**Work to complete**: An exact transcription is needed, starting with the line that contains "submit::get_incident(&client, &id, cli.format).await?;" and ending with the last line of the records.

==================================================

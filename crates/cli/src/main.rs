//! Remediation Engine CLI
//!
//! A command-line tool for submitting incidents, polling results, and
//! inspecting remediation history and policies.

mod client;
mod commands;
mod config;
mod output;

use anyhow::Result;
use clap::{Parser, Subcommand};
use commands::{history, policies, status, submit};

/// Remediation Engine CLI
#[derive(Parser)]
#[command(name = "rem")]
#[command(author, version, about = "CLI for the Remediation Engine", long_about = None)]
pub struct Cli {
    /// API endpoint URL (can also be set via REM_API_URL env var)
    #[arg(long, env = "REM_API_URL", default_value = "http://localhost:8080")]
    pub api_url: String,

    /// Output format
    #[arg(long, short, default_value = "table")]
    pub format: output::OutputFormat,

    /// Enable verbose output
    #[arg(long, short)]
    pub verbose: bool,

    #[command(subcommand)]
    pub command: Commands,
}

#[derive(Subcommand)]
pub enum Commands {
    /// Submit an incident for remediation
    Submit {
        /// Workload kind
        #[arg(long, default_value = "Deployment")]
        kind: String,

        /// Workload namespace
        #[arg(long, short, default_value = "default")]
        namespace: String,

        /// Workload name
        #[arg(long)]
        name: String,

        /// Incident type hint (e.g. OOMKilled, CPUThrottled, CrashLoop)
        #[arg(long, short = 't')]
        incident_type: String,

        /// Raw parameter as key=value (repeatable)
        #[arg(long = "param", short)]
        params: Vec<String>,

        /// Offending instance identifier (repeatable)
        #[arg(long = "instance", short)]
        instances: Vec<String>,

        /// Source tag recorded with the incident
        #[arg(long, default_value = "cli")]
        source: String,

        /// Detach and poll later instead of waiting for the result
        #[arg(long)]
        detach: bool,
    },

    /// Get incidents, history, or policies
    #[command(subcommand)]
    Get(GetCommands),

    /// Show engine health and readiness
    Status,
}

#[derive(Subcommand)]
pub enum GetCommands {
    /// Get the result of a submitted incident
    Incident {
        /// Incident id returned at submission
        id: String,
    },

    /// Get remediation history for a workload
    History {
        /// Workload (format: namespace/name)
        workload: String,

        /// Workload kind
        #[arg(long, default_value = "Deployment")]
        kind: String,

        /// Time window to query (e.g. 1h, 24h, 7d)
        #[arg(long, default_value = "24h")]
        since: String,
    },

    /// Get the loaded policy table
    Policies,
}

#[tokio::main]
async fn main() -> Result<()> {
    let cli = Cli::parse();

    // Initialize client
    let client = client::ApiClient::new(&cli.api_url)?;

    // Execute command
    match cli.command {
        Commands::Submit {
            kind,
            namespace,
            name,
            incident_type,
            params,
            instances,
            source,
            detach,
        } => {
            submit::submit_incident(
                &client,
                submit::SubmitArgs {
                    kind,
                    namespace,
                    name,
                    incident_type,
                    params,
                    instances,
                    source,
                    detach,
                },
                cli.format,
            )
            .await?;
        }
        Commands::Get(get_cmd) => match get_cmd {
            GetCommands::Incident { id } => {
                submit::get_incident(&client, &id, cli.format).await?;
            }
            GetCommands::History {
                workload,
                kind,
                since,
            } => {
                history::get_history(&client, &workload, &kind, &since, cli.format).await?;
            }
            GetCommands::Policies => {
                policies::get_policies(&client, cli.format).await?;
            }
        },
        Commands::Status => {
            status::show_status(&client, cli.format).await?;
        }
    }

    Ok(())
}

==================================================

**Result for this exercise**:
                submit::get_incident(&client, &id, cli.format).await?;
            }
            GetCommands::History {
                workload,
                kind,
                since,
            } => {
                history::get_history(&client, &workload, &kind, &since, cli.format).await?;
            }
            GetCommands::Policies => {
                policies::get_policies(&client, cli.format).await?;
            }
        },
        Commands::Status => {
            status::show_status(&client, cli.format).await?;
        }
    }

    Ok(())
}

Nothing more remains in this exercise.